Ici l’intrigue se complique. La comédie, qui jusqu’ici a suivi sans trop de divagation le scénario italien, s’en écarte brusquement et s’égare dans les méandres de l’imbroglio picaresque. À peine sorti de Vérone, Rosélo tombe en plein dans une embuscade que lui ont tendue les Castelvins. Au moment où il va succomber sous le nombre de ses agresseurs, survient fort à propos le comte Pâris, qui lui prête main-forte, le dégage et lui offre un asile dans une charmante villa qu’il possède aux environs. C’est là, en présence de Rosélo, qu’il reçoit la missive d’Antoine : il s’empresse de la montrer à son hôte pour lui faire part de la bonne nouvelle. Rosélo la lit, se croit renié par Julie, et part aussitôt pour Ferrare avec l’intention formelle de se venger de cette trahison dans les bras de quelque maîtresse.

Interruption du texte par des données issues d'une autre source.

//! Footprint construction on one frontage.
//!
//! The footprint is an ellipsoidal walk of three equal steps starting at the
//! frontage start, each turned by the same ±90° relative to the arrival
//! azimuth of the previous step. The first step points away from the frontage
//! (into the block), so the frontage itself is not a footprint side. At
//! building scale the result is a square up to solver noise; it is not an
//! exact Euclidean rectangle.

use crate::cfg::validate_depth;
use crate::error::BlockError;
use crate::geodesic::{direct, inverse, GeodesicEdge, Point};

/// Signed quarter turn relative to a forward azimuth.
///
/// Azimuths grow clockwise, so `Right` is `+90°` and `Left` is `−90°`.
#[derive(Clone, Copy, Debug, PartialEq, Eq)]
pub enum Turn {
    Right,
    Left,
}

impl Turn {
    #[inline]
    pub fn degrees(self) -> f64 {
        match self {
            Turn::Right => 90.0,
            Turn::Left => -90.0,
        }
    }
}

/// Four ordered corners of one generated building; the ring closes implicitly.
#[derive(Clone, Copy, Debug, PartialEq)]
pub struct Footprint {
    pub corners: [Point; 4],
}

impl Footprint {
    /// Corners with the first one repeated at the end, as ring formats expect.
    pub fn closed_ring(&self) -> [Point; 5] {
        let [a, b, c, d] = self.corners;
        [a, b, c, d, a]
    }

    /// Geodesic lengths of the four ring sides (the last one closes d → a).
    pub fn side_lengths(&self) -> [f64; 4] {
        let ring = self.closed_ring();
        std::array::from_fn(|k| inverse(ring[k], ring[k + 1]).distance)
    }
}

/// Build the footprint standing on `frontage`, `size` metres deep, turned by `turn`.
///
/// Errors
/// - `DegenerateEdge` when the frontage has no length (azimuth undefined).
/// - `InvalidParameter` when `size` is not a positive finite length.
pub fn construct_building(
    frontage: &GeodesicEdge,
    size: f64,
    turn: Turn,
) -> Result<Footprint, BlockError> {
    validate_depth(size)?;
    if frontage.start == frontage.end {
        return Err(BlockError::DegenerateEdge);
    }
    let inv = inverse(frontage.start, frontage.end);
    if inv.distance <= 0.0 {
        return Err(BlockError::DegenerateEdge);
    }

    let mut corners = [frontage.start; 4];
    let mut at = frontage.start;
    let mut heading = inv.azi1;
    for corner in corners.iter_mut().skip(1) {
        let step = direct(at, heading + turn.degrees(), size);
        *corner = step.point;
        at = step.point;
        heading = step.azimuth;
    }
    Ok(Footprint { corners })
}
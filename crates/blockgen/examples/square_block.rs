//! Generate footprints for one ≈100 m square block and print them.
//!
//! Usage:
//!   cargo run -p blockgen --example square_block -- [seed]

use blockgen::prelude::*;
use rand::{rngs::StdRng, SeedableRng};

fn main() {
    let seed = std::env::args()
        .nth(1)
        .and_then(|s| s.parse::<u64>().ok())
        .unwrap_or(2025);
    let origin = Point::new(52.3702, 4.8952);
    let p1 = direct(origin, 0.0, 100.0).point;
    let p2 = direct(p1, 90.0, 100.0).point;
    let p3 = direct(p2, 180.0, 100.0).point;
    let poly = Polygon::new(vec![origin, p1, p2, p3]).expect("square block");
    let params = BlockParams {
        target_segment_length: 10.0,
        variation_fraction: 0.2,
        footprint_depth: 8.0,
        close_ring: false,
    };
    let mut rng = StdRng::seed_from_u64(seed);
    let footprints = generate(&poly, params, &mut rng).expect("generation");
    println!("centroid {:?}", poly.centroid());
    for (i, fp) in footprints.iter().enumerate() {
        let c = fp.corners;
        println!(
            "footprint {i}: ({:.6},{:.6}) ({:.6},{:.6}) ({:.6},{:.6}) ({:.6},{:.6})",
            c[0].lat, c[0].lon, c[1].lat, c[1].lon, c[2].lat, c[2].lon, c[3].lat, c[3].lon
        );
    }
}
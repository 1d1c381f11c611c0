//! Generation parameters and fixed tolerances.
//!
//! Policy
//! - Tolerances are constants; only the three user-facing lengths and the
//!   ring-closure switch are configurable.

use crate::error::BlockError;
use crate::jitter::Jitter;

/// Upper bound (metres) on the leftover that a segmentation step absorbs by
/// snapping to the parent edge's end point instead of leaving a sliver.
pub(crate) const SNAP_EPS: f64 = 1e-6;

/// The snap tolerance never exceeds this fraction of the shortest possible step.
pub(crate) const SNAP_REL: f64 = 1e-3;

/// Block-generation parameters.
///
/// Defaults follow the original generator: 1 m frontage, ±10 % jitter, 1 m depth.
#[derive(Clone, Copy, Debug, PartialEq)]
pub struct BlockParams {
    /// Desired frontage width per footprint (metres, > 0).
    pub target_segment_length: f64,
    /// Maximum relative deviation from the target length, in `[0, 1)`.
    pub variation_fraction: f64,
    /// Depth of each footprint (metres, > 0).
    pub footprint_depth: f64,
    /// Also process the edge from the last vertex back to the first.
    /// Off by default: the closing side of every block stays empty.
    pub close_ring: bool,
}

impl Default for BlockParams {
    fn default() -> Self {
        Self {
            target_segment_length: 1.0,
            variation_fraction: 0.1,
            footprint_depth: 1.0,
            close_ring: false,
        }
    }
}

impl BlockParams {
    pub fn validate(&self) -> Result<(), BlockError> {
        self.jitter()?;
        validate_depth(self.footprint_depth)
    }

    pub(crate) fn jitter(&self) -> Result<Jitter, BlockError> {
        Jitter::new(self.target_segment_length, self.variation_fraction)
    }
}

pub(crate) fn validate_depth(depth: f64) -> Result<(), BlockError> {
    if !depth.is_finite() || depth <= 0.0 {
        return Err(BlockError::invalid_param(format!(
            "footprint depth must be finite and > 0 (got {depth})"
        )));
    }
    Ok(())
}

#[cfg(test)]
mod tests {
    use super::*;

    #[test]
    fn defaults_validate() {
        assert!(BlockParams::default().validate().is_ok());
    }

    #[test]
    fn each_field_is_checked() {
        let base = BlockParams::default();
        let bad = [
            BlockParams {
                target_segment_length: 0.0,
                ..base
            },
            BlockParams {
                variation_fraction: 1.0,
                ..base
            },
            BlockParams {
                footprint_depth: -1.0,
                ..base
            },
            BlockParams {
                footprint_depth: f64::INFINITY,
                ..base
            },
        ];
        for p in bad {
            assert!(
                matches!(p.validate(), Err(BlockError::InvalidParameter { .. })),
                "{p:?} should be rejected"
            );
        }
    }
}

La troisième journée nous montre Julie renfermée chez elle, et violemment persécutée par son père qui veut lui imposer le comte Pâris. La jeune femme désespérée écrit au prêtre Aurélio qu’elle est décidée à mourir plutôt que de subir ce second mariage, et envoie Célie porter la lettre. La soubrette revient avec un flacon que lui a remis le prêtre et qui contient, a-t-il dit, un calmant souverain. Que madame prenne cette potion, et elle sera délivrée de tous ses tourments ! Cette affirmation laconique suffit à Julie : « Aurélio, pense-t-elle, est un grand

  1. Le vieux Capulet dit avec la même outrecuidance : « Sire Pâris, je puis hardiment vous offrir l’amour de ma fille. »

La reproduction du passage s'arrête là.